### Problem to work on
Your answer must consist solely of the line containing "pub fn package_dir(&self, requirement: &DependencyRequirement)" and each line after it through the end of the data, copied exactly.

========================================

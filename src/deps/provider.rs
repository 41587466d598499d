//! Locating resolved requirements on disk.
//!
//! Packages are expected in a local cache laid out as
//! `<root>/<name>/<version>/{include,lib}`. Fetching packages into the cache
//! is somebody else's job; a missing entry is an unresolved dependency.

use std::path::{Path, PathBuf};

use anyhow::Context;
use tracing::debug;

use super::DependencyRequirement;
use crate::error::{RecipeError, Result};

/// Where a requirement was found.
#[derive(Debug, Clone, PartialEq, Eq)]
pub struct LocatedDependency {
    pub requirement: DependencyRequirement,
    pub prefix: PathBuf,
    pub include_dir: PathBuf,
    pub lib_dir: PathBuf,
}

pub trait DependencyProvider {
    fn locate(&self, requirement: &DependencyRequirement) -> Result<LocatedDependency>;

    fn locate_all(&self, requirements: &[DependencyRequirement]) -> Result<Vec<LocatedDependency>> {
        requirements.iter().map(|r| self.locate(r)).collect()
    }
}

#[derive(Debug, Clone)]
pub struct LocalCache {
    root: PathBuf,
}

impl LocalCache {
    pub fn new(root: impl Into<PathBuf>) -> Self {
        Self { root: root.into() }
    }

    /// `$EMU_CACHE`, falling back to `~/.emu/cache`.
    pub fn from_env() -> anyhow::Result<Self> {
        if let Some(root) = std::env::var_os("EMU_CACHE") {
            return Ok(Self::new(root));
        }
        let home = dirs::home_dir().context("Could not find home directory")?;
        Ok(Self::new(home.join(".emu").join("cache")))
    }

    pub fn root(&self) -> &Path {
        &self.root
    }

    pub fn package_dir(&self, requirement: &DependencyRequirement) -> PathBuf {
        self.root.join(&requirement.name).join(&requirement.version)
    }
}

impl DependencyProvider for LocalCache {
    fn locate(&self, requirement: &DependencyRequirement) -> Result<LocatedDependency> {
        let prefix = self.package_dir(requirement);
        if !prefix.is_dir() {
            return Err(RecipeError::UnresolvedDependency {
                name: requirement.name.clone(),
                version: requirement.version.clone(),
                cache: self.root.clone(),
            });
        }

        debug!(dependency = %requirement, prefix = %prefix.display(), "dependency located");
        Ok(LocatedDependency {
            requirement: requirement.clone(),
            include_dir: prefix.join("include"),
            lib_dir: prefix.join("lib"),
            prefix,
        })
    }
}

========================================

### Output of the task
    pub fn package_dir(&self, requirement: &DependencyRequirement) -> PathBuf {
        self.root.join(&requirement.name).join(&requirement.version)
    }
}

impl DependencyProvider for LocalCache {
    fn locate(&self, requirement: &DependencyRequirement) -> Result<LocatedDependency> {
        let prefix = self.package_dir(requirement);
        if !prefix.is_dir() {
            return Err(RecipeError::UnresolvedDependency {
                name: requirement.name.clone(),
                version: requirement.version.clone(),
                cache: self.root.clone(),
            });
        }

        debug!(dependency = %requirement, prefix = %prefix.display(), "dependency located");
        Ok(LocatedDependency {
            requirement: requirement.clone(),
            include_dir: prefix.join("include"),
            lib_dir: prefix.join("lib"),
            prefix,
        })
    }
}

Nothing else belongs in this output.